_DATA IN THIS EXERCISE_
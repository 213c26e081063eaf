// src/db/vaccination_repository.rs
// DOCUMENTATION: Database access layer for vaccination schedules
// PURPOSE: Schedule CRUD with the batch name joined in for display

use crate::errors::FarmError;
use crate::models::{CreateVaccinationRequest, Vaccination};
use chrono::{DateTime, NaiveDate, Utc};
use sqlx::{FromRow, PgPool};
use uuid::Uuid;

const VACCINATION_COLUMNS: &str = "id, user_id, batch_id, vaccine_name, scheduled_for, completed_on, notes, created_at, updated_at";

/// Internal struct for the schedule listing join
/// DOCUMENTATION: Carries the batch name alongside the schedule row
#[derive(Debug, FromRow)]
pub struct VaccinationRow {
    pub id: Uuid,
    pub user_id: Uuid,
    pub batch_id: Uuid,
    pub batch_name: String,
    pub vaccine_name: String,
    pub scheduled_for: NaiveDate,
    pub completed_on: Option<NaiveDate>,
    pub notes: Option<String>,
    pub created_at: DateTime<Utc>,
    pub updated_at: DateTime<Utc>,
}

/// VaccinationRepository: All database operations for vaccination schedules
pub struct VaccinationRepository;

impl VaccinationRepository {
    /// Insert a scheduled vaccination
    pub async fn create_vaccination(
        pool: &PgPool,
        user_id: Uuid,
        req: &CreateVaccinationRequest,
    ) -> Result<Vaccination, FarmError> {
        let vaccination = sqlx::query_as::<_, Vaccination>(&format!(
            r#"
            INSERT INTO vaccinations
                (user_id, batch_id, vaccine_name, scheduled_for, notes, created_at, updated_at)
            VALUES ($1, $2, $3, $4, $5, NOW(), NOW())
            RETURNING {}
            "#,
            VACCINATION_COLUMNS
        ))
        .bind(user_id)
        .bind(req.batch_id)
        .bind(&req.vaccine_name)
        .bind(req.scheduled_for)
        .bind(&req.notes)
        .fetch_one(pool)
        .await
        .map_err(|e| {
            log::error!("Failed to create vaccination: {}", e);
            FarmError::DatabaseError(e.to_string())
        })?;

        log::info!("Scheduled vaccination: {}", vaccination.id);
        Ok(vaccination)
    }

    /// Retrieve a schedule entry by ID
    pub async fn get_by_id(
        pool: &PgPool,
        user_id: Uuid,
        id: Uuid,
    ) -> Result<Vaccination, FarmError> {
        let vaccination = sqlx::query_as::<_, Vaccination>(&format!(
            "SELECT {} FROM vaccinations WHERE id = $1 AND user_id = $2",
            VACCINATION_COLUMNS
        ))
        .bind(id)
        .bind(user_id)
        .fetch_optional(pool)
        .await
        .map_err(|e| {
            log::error!("Database error fetching vaccination: {}", e);
            FarmError::DatabaseError(e.to_string())
        })?
        .ok_or_else(|| {
            log::warn!("Vaccination not found: {}", id);
            FarmError::NotFound(format!("Vaccination {}", id))
        })?;

        Ok(vaccination)
    }

    /// List schedule entries with batch names, soonest due first
    pub async fn list(
        pool: &PgPool,
        user_id: Uuid,
        batch_id: Option<Uuid>,
    ) -> Result<Vec<VaccinationRow>, FarmError> {
        let rows = sqlx::query_as::<_, VaccinationRow>(
            r#"
            SELECT
                v.id, v.user_id, v.batch_id, b.name AS batch_name,
                v.vaccine_name, v.scheduled_for, v.completed_on, v.notes,
                v.created_at, v.updated_at
            FROM vaccinations v
            JOIN batches b ON b.id = v.batch_id
            WHERE v.user_id = $1 AND ($2::uuid IS NULL OR v.batch_id = $2)
            ORDER BY v.scheduled_for ASC
            "#,
        )
        .bind(user_id)
        .bind(batch_id)
        .fetch_all(pool)
        .await
        .map_err(|e| {
            log::error!("Failed to list vaccinations: {}", e);
            FarmError::DatabaseError(e.to_string())
        })?;

        Ok(rows)
    }

    /// Record the completion date of a schedule entry
    pub async fn mark_completed(
        pool: &PgPool,
        user_id: Uuid,
        id: Uuid,
        completed_on: NaiveDate,
    ) -> Result<Vaccination, FarmError> {
        let vaccination = sqlx::query_as::<_, Vaccination>(&format!(
            r#"
            UPDATE vaccinations
            SET completed_on = $1, updated_at = NOW()
            WHERE id = $2 AND user_id = $3
            RETURNING {}
            "#,
            VACCINATION_COLUMNS
        ))
        .bind(completed_on)
        .bind(id)
        .bind(user_id)
        .fetch_optional(pool)
        .await
        .map_err(|e| {
            log::error!("Completion update failed for vaccination {}: {}", id, e);
            FarmError::DatabaseError(e.to_string())
        })?
        .ok_or_else(|| FarmError::NotFound(format!("Vaccination {}", id)))?;

        log::info!("Completed vaccination: {}", id);
        Ok(vaccination)
    }

    /// Delete a schedule entry
    pub async fn delete_vaccination(
        pool: &PgPool,
        user_id: Uuid,
        id: Uuid,
    ) -> Result<(), FarmError> {
        let rows = sqlx::query("DELETE FROM vaccinations WHERE id = $1 AND user_id = $2")
            .bind(id)
            .bind(user_id)
            .execute(pool)
            .await
            .map_err(|e| {
                log::error!("Delete failed for vaccination {}: {}", id, e);
                FarmError::DatabaseError(e.to_string())
            })?
            .rows_affected();

        if rows == 0 {
            return Err(FarmError::NotFound(format!("Vaccination {}", id)));
        }

        log::info!("Deleted vaccination: {}", id);
        Ok(())
    }
}
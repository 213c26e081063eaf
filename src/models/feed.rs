// src/models/feed.rs
// DOCUMENTATION: Core data structures for feed purchases
// PURPOSE: Defines all serialization/deserialization models for API and database

use chrono::{DateTime, Utc};
use serde::{Deserialize, Serialize};
use sqlx::FromRow;
use uuid::Uuid;
use validator::Validate;

/// Represents a complete feed purchase record from the database
/// DOCUMENTATION: This struct maps directly to the feed_purchases table
/// A purchase with a positive price is mirrored by exactly one expense
/// transaction in the ledger; a zero-priced purchase has none
#[derive(Debug, Clone, Serialize, Deserialize, FromRow)]
pub struct Feed {
    /// Unique identifier (UUID v4)
    pub id: Uuid,

    /// Owning user
    pub user_id: Uuid,

    /// Feed type: Starter, Grower, Layer, etc.
    #[serde(rename = "type")]
    pub feed_type: String,

    /// Total purchase price (zero means donated / untracked cost)
    pub price: f64,

    /// Number of bags purchased
    pub bags: i32,

    /// Weight per bag in kilograms
    pub kg_per_bag: f64,

    /// Derived total weight: bags * kg_per_bag
    pub total_kg: f64,

    /// When the purchase happened
    pub purchased_at: DateTime<Utc>,

    /// When record was created
    pub created_at: DateTime<Utc>,

    /// When record was last modified
    pub updated_at: DateTime<Utc>,
}

/// Request DTO for creating or replacing a feed purchase
/// DOCUMENTATION: Data transfer object for POST /feed and PATCH /feed/{id}
/// Both endpoints accept the same shape; total_kg is always recomputed
/// server-side
#[derive(Debug, Serialize, Deserialize, Validate, Clone)]
pub struct FeedPayload {
    /// Feed type (required)
    #[serde(rename = "type")]
    #[validate(length(min = 1, max = 80))]
    pub feed_type: String,

    /// Total purchase price (required, may be zero)
    #[validate(range(min = 0.0))]
    pub price: f64,

    /// Number of bags (required, at least 1)
    #[validate(range(min = 1))]
    pub bags: i32,

    /// Weight per bag in kilograms (required, positive)
    #[validate(range(min = 0.1))]
    pub kg_per_bag: f64,

    /// Purchase date; defaults to now on create, keeps the stored
    /// date on update when omitted
    #[serde(default)]
    pub date: Option<DateTime<Utc>>,
}

/// Response DTO for API responses
#[derive(Debug, Serialize, Deserialize)]
pub struct FeedResponse {
    pub id: Uuid,
    #[serde(rename = "type")]
    pub feed_type: String,
    pub price: f64,
    pub bags: i32,
    pub kg_per_bag: f64,
    pub total_kg: f64,
    pub purchased_at: DateTime<Utc>,
    pub created_at: DateTime<Utc>,
    pub updated_at: DateTime<Utc>,
}

impl Feed {
    /// Convert Feed to FeedResponse for API
    pub fn to_response(&self) -> FeedResponse {
        FeedResponse {
            id: self.id,
            feed_type: self.feed_type.clone(),
            price: self.price,
            bags: self.bags,
            kg_per_bag: self.kg_per_bag,
            total_kg: self.total_kg,
            purchased_at: self.purchased_at,
            created_at: self.created_at,
            updated_at: self.updated_at,
        }
    }
}
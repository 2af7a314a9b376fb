//! Deterministic, network-free generation.
//!
//! Used whenever no provider is configured. Output carries the same section
//! headings the provider is asked for.

use serde_json::json;

use crate::budget::{advise, aggregate, Advisory, BudgetAllocation, BudgetContext, BudgetSummary};
use crate::llm::Completion;

use super::prompt::{PLAN_SECTIONS, REPORT_SECTIONS};
use super::GenerationRequest;

/// Day title and (time of day, activity) lines.
type DayTemplate = (&'static str, &'static [(&'static str, &'static str)]);

const DAYS: [DayTemplate; 5] = [
    (
        "Arrival and settling in",
        &[
            ("Morning", "Arrive in {dest} and check in to your hotel"),
            ("Afternoon", "Take an easy walk around the neighbourhood"),
            ("Evening", "Try the local specialities"),
        ],
    ),
    (
        "Classic sightseeing",
        &[
            ("Morning", "Visit the city's signature landmark"),
            ("Afternoon", "Explore the historic quarter"),
            ("Evening", "Free time or a local show"),
        ],
    ),
    (
        "Deep experience",
        &[
            ("Morning", "Join a local cultural workshop or guided tour"),
            ("Afternoon", "Shopping or leisure time"),
            ("Evening", "Dinner at a well-known local restaurant"),
        ],
    ),
    (
        "Nature",
        &[
            ("All day", "Day trip to a nearby scenic area"),
            ("Evening", "Return to the city and rest"),
        ],
    ),
    (
        "Departure",
        &[
            ("Morning", "Free time and souvenir shopping"),
            ("Afternoon", "Head to the airport or station"),
        ],
    ),
];

const OPTIMIZATION_TIPS: [&str; 4] = [
    "Record expenses as they happen with a budgeting app",
    "Set a daily spending reminder",
    "Look for free or low-cost alternative activities",
    "Book tickets and transport in advance for discounts",
];

/// Synthesize an itinerary. Never fails.
pub fn mock_plan(request: &GenerationRequest) -> Completion {
    let dest = &request.destination;
    let preferences = if request.preferences.trim().is_empty() {
        "none"
    } else {
        request.preferences.as_str()
    };

    let mut out = format!(
        "# {dest} Travel Plan ({start} - {end})\n\
         \n\
         ## {overview}\n\
         - Destination: {dest}\n\
         - Dates: {start} to {end}\n\
         - Budget: {budget:.2}\n\
         - Travelers: {travelers}\n\
         - Preferences: {preferences}\n\
         \n\
         ## {itinerary}\n",
        dest = dest,
        start = request.start_date,
        end = request.end_date,
        overview = PLAN_SECTIONS[0],
        budget = request.budget,
        travelers = request.traveler_count,
        preferences = preferences,
        itinerary = PLAN_SECTIONS[1],
    );

    for (i, (title, slots)) in DAYS.iter().enumerate() {
        out.push_str(&format!("\n### Day {}: {}\n", i + 1, title));
        for (when, what) in slots.iter() {
            out.push_str(&format!("- {}: {}\n", when, what.replace("{dest}", dest)));
        }
    }

    out.push_str(&format!(
        "\n## {lodging}\n\
         - City-centre business hotel (convenient for getting around)\n\
         - A characterful guesthouse for a local feel\n\
         \n\
         ## {food}\n\
         - Local signature dishes in {dest}\n\
         - Street food and market stalls\n\
         \n\
         ## {allocation}\n",
        lodging = PLAN_SECTIONS[2],
        food = PLAN_SECTIONS[3],
        dest = dest,
        allocation = PLAN_SECTIONS[4],
    ));
    for (label, amount) in BudgetAllocation::split(request.budget).lines() {
        out.push_str(&format!("- {}: {:.1}\n", label, amount));
    }

    out.push_str(&format!(
        "\n## {}\n\
         - Check the best season to visit\n\
         - Read up on local customs\n\
         - Keep emergency contacts at hand\n",
        PLAN_SECTIONS[5]
    ));

    Completion {
        text: out,
        raw: json!({"mock": true}),
    }
}

/// Synthesize a budget report from the shared aggregation. Never fails.
pub fn mock_analysis(context: &BudgetContext) -> Completion {
    let summary = aggregate(context);
    let advisories = advise(&summary);

    Completion {
        text: render_report(&summary, &advisories),
        raw: json!({"mock": true}),
    }
}

fn percent(share: Option<f64>) -> String {
    match share {
        Some(share) => format!("{:.1}%", share * 100.0),
        None => "n/a".to_string(),
    }
}

fn render_report(summary: &BudgetSummary, advisories: &[Advisory]) -> String {
    let mut out = format!(
        "# Travel Budget Analysis Report\n\
         \n\
         ## {}\n\
         - Total budget: {:.2}\n\
         - Spent: {:.2}\n\
         - Remaining: {:.2}\n\
         - Usage rate: {}\n\
         \n\
         ## {}\n",
        REPORT_SECTIONS[0],
        summary.budget,
        summary.total_spent,
        summary.remaining,
        percent(summary.usage_ratio),
        REPORT_SECTIONS[1]
    );

    if summary.categories.is_empty() {
        out.push_str("- No expenses recorded yet\n");
    }
    for (category, amount) in summary.categories.iter() {
        out.push_str(&format!(
            "- {}: {:.2} ({})\n",
            category,
            amount,
            percent(summary.share_of_budget(amount))
        ));
    }

    out.push_str(&format!("\n## {}\n", REPORT_SECTIONS[2]));
    for advisory in advisories {
        let marker = match advisory {
            a if a.is_warning() => "⚠️",
            Advisory::OnTrack => "✅",
            _ => "-",
        };
        out.push_str(&format!("{} {}\n", marker, advisory));
    }

    out.push_str(&format!("\n## {}\n", REPORT_SECTIONS[3]));
    for (i, tip) in OPTIMIZATION_TIPS.iter().enumerate() {
        out.push_str(&format!("{}. {}\n", i + 1, tip));
    }

    out
}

_EXERCISE BRIEF_
Whenever the word "fails" occurs in a line above, copy that line.

_ANSWER FOR THE TASK_
/// Synthesize an itinerary. Never fails.
/// Synthesize a budget report from the shared aggregation. Never fails.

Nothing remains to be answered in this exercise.